ACTIVITY:
The lines of the records that include "stdout" should all be copied.

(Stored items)

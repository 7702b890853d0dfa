//! CLI smoke tests - verify basic command-line interface functionality
//!
//! These tests run the actual compiled binary to ensure:
//! - Help and version flags work
//! - Malformed parameters are rejected
//! - Switch mode never fails because of the audio environment

use std::process::Command;
use tempfile::TempDir;

/// Helper to get the path to the compiled binary
fn switcher_bin() -> Command {
    Command::new(env!("CARGO_BIN_EXE_audio-switcher"))
}

/// Point the binary at a settings file that does not exist (defaults apply)
fn isolated_config(temp: &TempDir) -> std::path::PathBuf {
    temp.path().join("config.toml")
}

#[test]
fn cli_help_works() {
    let output = switcher_bin()
        .arg("--help")
        .output()
        .expect("Failed to run audio-switcher --help");

    assert!(output.status.success(), "--help should exit successfully");

    let stdout = String::from_utf8_lossy(&output.stdout);
    assert!(stdout.contains("Usage"), "Help should show usage");
    assert!(stdout.contains("PARAMS"), "Help should show the parameter argument");
    assert!(stdout.contains("headphones="), "Help should document headphones=");
    assert!(stdout.contains("--list-devices"), "Help should list --list-devices");
}

#[test]
fn cli_version_works() {
    let output = switcher_bin()
        .arg("--version")
        .output()
        .expect("Failed to run audio-switcher --version");

    assert!(output.status.success(), "--version should exit successfully");

    let stdout = String::from_utf8_lossy(&output.stdout);
    assert!(stdout.contains("audio-switcher"));
    assert!(
        stdout.split_whitespace().count() >= 2,
        "Version should show name and version number"
    );
}

#[test]
fn cli_malformed_params_fail() {
    let temp = TempDir::new().expect("Failed to create temp dir");
    let output = switcher_bin()
        .arg("--config")
        .arg(isolated_config(&temp))
        .arg("switch")
        .output()
        .expect("Failed to run audio-switcher");

    assert!(!output.status.success(), "Token without '=' should be rejected");
    let stderr = String::from_utf8_lossy(&output.stderr);
    assert!(stderr.contains("key=value"), "Error should explain the format");
}

#[test]
fn cli_duplicate_key_fails() {
    let temp = TempDir::new().expect("Failed to create temp dir");
    let output = switcher_bin()
        .arg("--config")
        .arg(isolated_config(&temp))
        .arg("switch=1|switch=2")
        .output()
        .expect("Failed to run audio-switcher");

    assert!(!output.status.success());
}

#[test]
fn cli_switch_missing_speakers_fails() {
    let temp = TempDir::new().expect("Failed to create temp dir");
    let output = switcher_bin()
        .arg("--config")
        .arg(isolated_config(&temp))
        .arg("switch=1|headphones=A")
        .output()
        .expect("Failed to run audio-switcher");

    assert!(!output.status.success());
    let stderr = String::from_utf8_lossy(&output.stderr);
    assert!(stderr.contains("speakers"));
}

#[test]
fn cli_switch_mode_exits_zero() {
    // Succeeds with or without PipeWire: no match and query failures are not errors
    let temp = TempDir::new().expect("Failed to create temp dir");
    let output = switcher_bin()
        .arg("--config")
        .arg(isolated_config(&temp))
        .arg("switch=1|headphones=No Such Headphones|speakers=No Such Speakers")
        .output()
        .expect("Failed to run audio-switcher");

    assert!(
        output.status.success(),
        "switch mode should exit 0, stderr: {}",
        String::from_utf8_lossy(&output.stderr)
    );
}

#[test]
fn cli_json_requires_list_devices() {
    let output = switcher_bin()
        .arg("--json")
        .output()
        .expect("Failed to run audio-switcher --json");

    assert!(!output.status.success());
}

#[test]
fn cli_invalid_config_fails() {
    let temp = TempDir::new().expect("Failed to create temp dir");
    let path = isolated_config(&temp);
    std::fs::write(&path, "[settings]\nwatch_interval_ms = 5\n").expect("Failed to write config");

    let output = switcher_bin()
        .arg("--config")
        .arg(&path)
        .arg("switch=1|headphones=A|speakers=B")
        .output()
        .expect("Failed to run audio-switcher");

    assert!(!output.status.success(), "Invalid settings should be rejected");
}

ANSWER TO THE PROBLEM:
    let stdout = String::from_utf8_lossy(&output.stdout);
    assert!(stdout.contains("Usage"), "Help should show usage");
    assert!(stdout.contains("PARAMS"), "Help should show the parameter argument");
    assert!(stdout.contains("headphones="), "Help should document headphones=");
    assert!(stdout.contains("--list-devices"), "Help should list --list-devices");
    let stdout = String::from_utf8_lossy(&output.stdout);
    assert!(stdout.contains("audio-switcher"));
        stdout.split_whitespace().count() >= 2,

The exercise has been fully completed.